[Collection entries]
- - - - - - -

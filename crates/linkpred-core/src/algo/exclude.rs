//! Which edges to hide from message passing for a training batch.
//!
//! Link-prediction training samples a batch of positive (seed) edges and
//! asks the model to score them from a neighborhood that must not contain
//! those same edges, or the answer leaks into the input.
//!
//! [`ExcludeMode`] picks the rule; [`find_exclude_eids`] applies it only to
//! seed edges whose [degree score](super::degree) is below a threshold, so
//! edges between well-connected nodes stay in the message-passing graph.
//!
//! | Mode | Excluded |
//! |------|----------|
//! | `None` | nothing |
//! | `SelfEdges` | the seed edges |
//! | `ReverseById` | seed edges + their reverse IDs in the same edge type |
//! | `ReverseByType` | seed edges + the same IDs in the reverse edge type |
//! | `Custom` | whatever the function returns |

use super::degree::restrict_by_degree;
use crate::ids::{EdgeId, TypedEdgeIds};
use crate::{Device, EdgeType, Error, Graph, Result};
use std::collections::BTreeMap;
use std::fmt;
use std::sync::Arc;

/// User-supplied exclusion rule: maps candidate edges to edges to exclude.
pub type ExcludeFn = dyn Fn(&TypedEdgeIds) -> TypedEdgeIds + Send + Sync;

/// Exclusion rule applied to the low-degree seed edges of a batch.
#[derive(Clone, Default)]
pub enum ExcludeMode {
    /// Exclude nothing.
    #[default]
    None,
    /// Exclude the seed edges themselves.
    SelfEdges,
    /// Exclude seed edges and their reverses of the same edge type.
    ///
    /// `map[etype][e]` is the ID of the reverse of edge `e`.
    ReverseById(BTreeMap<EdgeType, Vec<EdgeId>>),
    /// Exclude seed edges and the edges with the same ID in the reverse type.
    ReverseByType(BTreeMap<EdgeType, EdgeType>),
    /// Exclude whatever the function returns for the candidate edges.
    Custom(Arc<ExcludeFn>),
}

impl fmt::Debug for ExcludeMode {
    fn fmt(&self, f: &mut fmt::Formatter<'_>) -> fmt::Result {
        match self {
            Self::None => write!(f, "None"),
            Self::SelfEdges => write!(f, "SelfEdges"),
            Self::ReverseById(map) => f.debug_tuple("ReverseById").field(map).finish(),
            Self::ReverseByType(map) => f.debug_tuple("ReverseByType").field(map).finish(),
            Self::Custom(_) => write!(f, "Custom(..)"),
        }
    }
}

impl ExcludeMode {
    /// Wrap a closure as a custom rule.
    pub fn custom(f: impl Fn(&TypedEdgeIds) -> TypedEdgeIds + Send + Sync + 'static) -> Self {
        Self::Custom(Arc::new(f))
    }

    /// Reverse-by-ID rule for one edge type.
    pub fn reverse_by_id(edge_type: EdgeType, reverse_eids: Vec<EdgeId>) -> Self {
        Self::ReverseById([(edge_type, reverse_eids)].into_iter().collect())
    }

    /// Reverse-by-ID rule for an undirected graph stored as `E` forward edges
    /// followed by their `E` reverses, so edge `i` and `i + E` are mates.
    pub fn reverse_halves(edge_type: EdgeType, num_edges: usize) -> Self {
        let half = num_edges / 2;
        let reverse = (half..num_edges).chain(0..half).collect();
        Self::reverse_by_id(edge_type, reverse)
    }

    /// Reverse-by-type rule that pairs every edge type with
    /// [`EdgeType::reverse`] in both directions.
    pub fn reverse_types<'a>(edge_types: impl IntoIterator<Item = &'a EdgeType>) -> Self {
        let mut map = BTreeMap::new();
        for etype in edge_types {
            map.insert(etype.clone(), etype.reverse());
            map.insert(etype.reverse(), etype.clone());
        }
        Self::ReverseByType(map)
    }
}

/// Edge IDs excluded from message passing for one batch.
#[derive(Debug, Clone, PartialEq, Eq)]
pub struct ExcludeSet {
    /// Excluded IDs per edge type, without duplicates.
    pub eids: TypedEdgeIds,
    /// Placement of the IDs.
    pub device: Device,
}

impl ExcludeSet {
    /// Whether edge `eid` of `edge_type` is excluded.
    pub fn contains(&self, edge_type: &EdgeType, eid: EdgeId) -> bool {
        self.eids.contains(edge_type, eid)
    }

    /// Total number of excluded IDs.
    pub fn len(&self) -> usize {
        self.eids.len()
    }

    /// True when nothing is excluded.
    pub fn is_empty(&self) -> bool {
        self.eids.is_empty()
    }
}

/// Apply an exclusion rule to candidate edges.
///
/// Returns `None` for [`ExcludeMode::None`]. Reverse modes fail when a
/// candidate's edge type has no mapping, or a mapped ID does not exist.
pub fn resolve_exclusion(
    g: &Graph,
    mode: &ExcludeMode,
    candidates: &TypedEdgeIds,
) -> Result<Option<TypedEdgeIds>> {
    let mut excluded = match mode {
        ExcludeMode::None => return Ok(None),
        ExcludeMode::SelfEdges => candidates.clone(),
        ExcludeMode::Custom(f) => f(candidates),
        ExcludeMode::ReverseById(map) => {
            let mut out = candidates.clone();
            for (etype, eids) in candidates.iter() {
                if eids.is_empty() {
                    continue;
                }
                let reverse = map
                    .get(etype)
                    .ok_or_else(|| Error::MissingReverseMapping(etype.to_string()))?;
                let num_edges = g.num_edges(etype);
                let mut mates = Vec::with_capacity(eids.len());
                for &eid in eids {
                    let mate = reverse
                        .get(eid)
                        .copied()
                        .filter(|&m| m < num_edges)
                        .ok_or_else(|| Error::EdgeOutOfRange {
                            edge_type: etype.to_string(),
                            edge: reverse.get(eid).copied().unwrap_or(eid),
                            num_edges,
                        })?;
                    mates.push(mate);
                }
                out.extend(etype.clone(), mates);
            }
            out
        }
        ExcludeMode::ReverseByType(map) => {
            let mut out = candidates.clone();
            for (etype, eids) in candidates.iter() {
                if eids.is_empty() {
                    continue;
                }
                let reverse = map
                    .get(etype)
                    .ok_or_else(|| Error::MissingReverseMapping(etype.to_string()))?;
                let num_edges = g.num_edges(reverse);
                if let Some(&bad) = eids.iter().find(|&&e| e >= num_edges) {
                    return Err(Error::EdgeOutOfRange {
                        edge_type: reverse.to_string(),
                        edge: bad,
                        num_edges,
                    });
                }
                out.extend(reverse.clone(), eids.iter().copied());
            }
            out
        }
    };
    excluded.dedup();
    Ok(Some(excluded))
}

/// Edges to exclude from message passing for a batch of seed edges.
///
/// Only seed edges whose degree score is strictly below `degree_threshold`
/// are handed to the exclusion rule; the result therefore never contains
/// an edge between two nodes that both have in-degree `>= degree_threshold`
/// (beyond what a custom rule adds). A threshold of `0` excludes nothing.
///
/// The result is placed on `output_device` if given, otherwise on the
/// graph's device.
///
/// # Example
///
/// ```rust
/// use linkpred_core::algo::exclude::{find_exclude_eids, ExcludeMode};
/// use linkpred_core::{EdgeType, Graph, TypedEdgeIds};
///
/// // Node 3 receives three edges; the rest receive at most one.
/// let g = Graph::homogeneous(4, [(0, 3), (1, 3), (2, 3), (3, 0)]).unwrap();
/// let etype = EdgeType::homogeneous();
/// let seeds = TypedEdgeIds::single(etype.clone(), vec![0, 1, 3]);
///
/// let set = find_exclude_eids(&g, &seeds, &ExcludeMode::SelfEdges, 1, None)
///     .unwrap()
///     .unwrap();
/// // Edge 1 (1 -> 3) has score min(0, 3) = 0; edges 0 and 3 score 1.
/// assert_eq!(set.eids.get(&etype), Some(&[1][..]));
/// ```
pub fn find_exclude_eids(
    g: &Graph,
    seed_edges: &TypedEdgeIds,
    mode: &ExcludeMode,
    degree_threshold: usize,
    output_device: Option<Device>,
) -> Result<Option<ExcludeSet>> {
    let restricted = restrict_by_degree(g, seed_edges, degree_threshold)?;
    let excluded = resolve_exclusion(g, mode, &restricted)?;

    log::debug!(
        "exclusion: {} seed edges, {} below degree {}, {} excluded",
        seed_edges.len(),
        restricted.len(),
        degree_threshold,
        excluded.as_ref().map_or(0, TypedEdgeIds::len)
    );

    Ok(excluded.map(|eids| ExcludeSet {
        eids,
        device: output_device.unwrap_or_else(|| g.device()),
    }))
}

- - - - - - -

Requirement →
Give the number of lines in the data above that contain the word "extend", with no accompanying text.

Written answer →
2